(Supplied data begins)

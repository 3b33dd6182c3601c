//! todo-board CLI
//!
//! Loads the board from the todo API, prints it, and performs single
//! operations (add, move, delete) through the same engine a UI would use.

use anyhow::{Result, anyhow};
use clap::Parser;
use std::path::Path;
use std::sync::Arc;
use todo_board::board::{Board, BoardOptions};
use todo_board::cli::{AddArgs, Cli, Command, LoginArgs, MoveArgs, RegisterArgs};
use todo_board::config::Config;
use todo_board::format::{OutputFormat, format_board_json, format_board_markdown};
use todo_board::logging::{self, LogTarget};
use todo_board::remote::{AuthClient, HttpCollection, Registration};
use todo_board::reorder::{MoveDescriptor, Slot};
use todo_board::session::{Session, UserProfile};
use todo_board::types::{NewTodo, Todo};
use tracing::{debug, info};

#[tokio::main]
async fn main() -> Result<()> {
    let cli = Cli::parse();

    logging::init(&LogTarget::parse(&cli.log), cli.verbose)?;

    let mut config = Config::load_or_default(cli.config.as_deref().map(Path::new))?;
    if let Some(api_url) = &cli.api_url {
        config.remote.api_url = api_url.clone();
    }
    debug!(api_url = %config.remote.api_url, "Configuration loaded");

    let format = OutputFormat::from_str(&cli.format)
        .ok_or_else(|| anyhow!("Unknown format '{}', expected markdown or json", cli.format))?;

    let mut session = Session::load(&config.session.path)?;

    match cli.command.unwrap_or(Command::Board) {
        Command::Login(args) => login(&config, &mut session, args).await,
        Command::Register(args) => register(&config, args).await,
        Command::Logout => {
            session.sign_out();
            session.save(&config.session.path)?;
            println!("Signed out");
            Ok(())
        }
        command => {
            if !session.is_authenticated() {
                info!("No valid session, requests are sent without credentials");
            }
            let remote = HttpCollection::<Todo>::new(
                &config.remote.api_url,
                &session,
                config.remote.timeout(),
            )?;
            let mut board = Board::new(Arc::new(remote), BoardOptions::from(&config.sync));
            board.load().await?;

            match command {
                Command::Add(args) => add(&mut board, args).await?,
                Command::Move(args) => move_todo(&mut board, args).await?,
                Command::Delete { id } => {
                    board.delete(id).await?;
                    println!("Deleted todo {}", id);
                }
                _ => {}
            }

            print_board(&board, &session, format)
        }
    }
}

async fn login(config: &Config, session: &mut Session, args: LoginArgs) -> Result<()> {
    let mut user = match (args.password, args.token) {
        (_, Some(token)) => UserProfile::new(args.username, token),
        (Some(password), None) => {
            let auth = AuthClient::new(&config.remote.api_url, config.remote.timeout())?;
            auth.login(&args.username, &password).await?
        }
        (None, None) => return Err(anyhow!("Either --password or --token is required")),
    };
    if user.first_name.is_none() {
        user.first_name = args.first_name;
    }
    session.sign_in(user);
    session.save(&config.session.path)?;
    println!("Signed in as {}", session.display_name());
    Ok(())
}

async fn register(config: &Config, args: RegisterArgs) -> Result<()> {
    let auth = AuthClient::new(&config.remote.api_url, config.remote.timeout())?;
    let user = auth
        .register(&Registration {
            username: args.username,
            email: args.email,
            password: args.password,
            first_name: args.first_name,
            last_name: args.last_name,
        })
        .await?;
    println!("Registered {}; sign in with `todo-board login`", user.username);
    Ok(())
}

async fn add(board: &mut Board, args: AddArgs) -> Result<()> {
    let mut draft = NewTodo::new(args.title)
        .with_status(args.status)
        .with_description(args.description);
    if let Some(priority) = args.priority {
        draft = draft.with_priority(priority.into());
    }
    if let Some(due) = args.due {
        draft = draft.with_field("dueDate", serde_json::Value::String(due));
    }

    let todo = board.create(draft).await?;
    println!("Added todo {} to {}", todo.id, todo.status);
    Ok(())
}

async fn move_todo(board: &mut Board, args: MoveArgs) -> Result<()> {
    let (status, index) = board
        .partition()
        .position_of(args.id)
        .ok_or_else(|| anyhow!("Todo {} is not on the board", args.id))?;

    let mv = MoveDescriptor::new(Slot::new(status, index), Slot::new(args.status, args.index))
        .with_item(args.id);
    let report = board.handle_move(mv).await?;
    println!(
        "Moved todo {} to {} ({} updates saved)",
        args.id,
        args.status,
        report.succeeded()
    );
    Ok(())
}

fn print_board(board: &Board, session: &Session, format: OutputFormat) -> Result<()> {
    let columns = board.columns();
    match format {
        OutputFormat::Markdown => {
            print!("{}", format_board_markdown(&columns, session.display_name()))
        }
        OutputFormat::Json => {
            println!("{}", serde_json::to_string_pretty(&format_board_json(&columns))?)
        }
    }
    Ok(())
}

(Supplied data ends)

* [Problem statement] Please copy out every entry word for word.

* [Response area]
repository 3b33dd6182c3601c
//! todo-board CLI
//!
//! Loads the board from the todo API, prints it, and performs single
//! operations (add, move, delete) through the same engine a UI would use.

use anyhow::{Result, anyhow};
use clap::Parser;
use std::path::Path;
use std::sync::Arc;
use todo_board::board::{Board, BoardOptions};
use todo_board::cli::{AddArgs, Cli, Command, LoginArgs, MoveArgs, RegisterArgs};
use todo_board::config::Config;
use todo_board::format::{OutputFormat, format_board_json, format_board_markdown};
use todo_board::logging::{self, LogTarget};
use todo_board::remote::{AuthClient, HttpCollection, Registration};
use todo_board::reorder::{MoveDescriptor, Slot};
use todo_board::session::{Session, UserProfile};
use todo_board::types::{NewTodo, Todo};
use tracing::{debug, info};

#[tokio::main]
async fn main() -> Result<()> {
    let cli = Cli::parse();

    logging::init(&LogTarget::parse(&cli.log), cli.verbose)?;

    let mut config = Config::load_or_default(cli.config.as_deref().map(Path::new))?;
    if let Some(api_url) = &cli.api_url {
        config.remote.api_url = api_url.clone();
    }
    debug!(api_url = %config.remote.api_url, "Configuration loaded");

    let format = OutputFormat::from_str(&cli.format)
        .ok_or_else(|| anyhow!("Unknown format '{}', expected markdown or json", cli.format))?;

    let mut session = Session::load(&config.session.path)?;

    match cli.command.unwrap_or(Command::Board) {
        Command::Login(args) => login(&config, &mut session, args).await,
        Command::Register(args) => register(&config, args).await,
        Command::Logout => {
            session.sign_out();
            session.save(&config.session.path)?;
            println!("Signed out");
            Ok(())
        }
        command => {
            if !session.is_authenticated() {
                info!("No valid session, requests are sent without credentials");
            }
            let remote = HttpCollection::<Todo>::new(
                &config.remote.api_url,
                &session,
                config.remote.timeout(),
            )?;
            let mut board = Board::new(Arc::new(remote), BoardOptions::from(&config.sync));
            board.load().await?;

            match command {
                Command::Add(args) => add(&mut board, args).await?,
                Command::Move(args) => move_todo(&mut board, args).await?,
                Command::Delete { id } => {
                    board.delete(id).await?;
                    println!("Deleted todo {}", id);
                }
                _ => {}
            }

            print_board(&board, &session, format)
        }
    }
}

async fn login(config: &Config, session: &mut Session, args: LoginArgs) -> Result<()> {
    let mut user = match (args.password, args.token) {
        (_, Some(token)) => UserProfile::new(args.username, token),
        (Some(password), None) => {
            let auth = AuthClient::new(&config.remote.api_url, config.remote.timeout())?;
            auth.login(&args.username, &password).await?
        }
        (None, None) => return Err(anyhow!("Either --password or --token is required")),
    };
    if user.first_name.is_none() {
        user.first_name = args.first_name;
    }
    session.sign_in(user);
    session.save(&config.session.path)?;
    println!("Signed in as {}", session.display_name());
    Ok(())
}

async fn register(config: &Config, args: RegisterArgs) -> Result<()> {
    let auth = AuthClient::new(&config.remote.api_url, config.remote.timeout())?;
    let user = auth
        .register(&Registration {
            username: args.username,
            email: args.email,
            password: args.password,
            first_name: args.first_name,
            last_name: args.last_name,
        })
        .await?;
    println!("Registered {}; sign in with `todo-board login`", user.username);
    Ok(())
}

async fn add(board: &mut Board, args: AddArgs) -> Result<()> {
    let mut draft = NewTodo::new(args.title)
        .with_status(args.status)
        .with_description(args.description);
    if let Some(priority) = args.priority {
        draft = draft.with_priority(priority.into());
    }
    if let Some(due) = args.due {
        draft = draft.with_field("dueDate", serde_json::Value::String(due));
    }

    let todo = board.create(draft).await?;
    println!("Added todo {} to {}", todo.id, todo.status);
    Ok(())
}

async fn move_todo(board: &mut Board, args: MoveArgs) -> Result<()> {
    let (status, index) = board
        .partition()
        .position_of(args.id)
        .ok_or_else(|| anyhow!("Todo {} is not on the board", args.id))?;

    let mv = MoveDescriptor::new(Slot::new(status, index), Slot::new(args.status, args.index))
        .with_item(args.id);
    let report = board.handle_move(mv).await?;
    println!(
        "Moved todo {} to {} ({} updates saved)",
        args.id,
        args.status,
        report.succeeded()
    );
    Ok(())
}

fn print_board(board: &Board, session: &Session, format: OutputFormat) -> Result<()> {
    let columns = board.columns();
    match format {
        OutputFormat::Markdown => {
            print!("{}", format_board_markdown(&columns, session.display_name()))
        }
        OutputFormat::Json => {
            println!("{}", serde_json::to_string_pretty(&format_board_json(&columns))?)
        }
    }
    Ok(())
}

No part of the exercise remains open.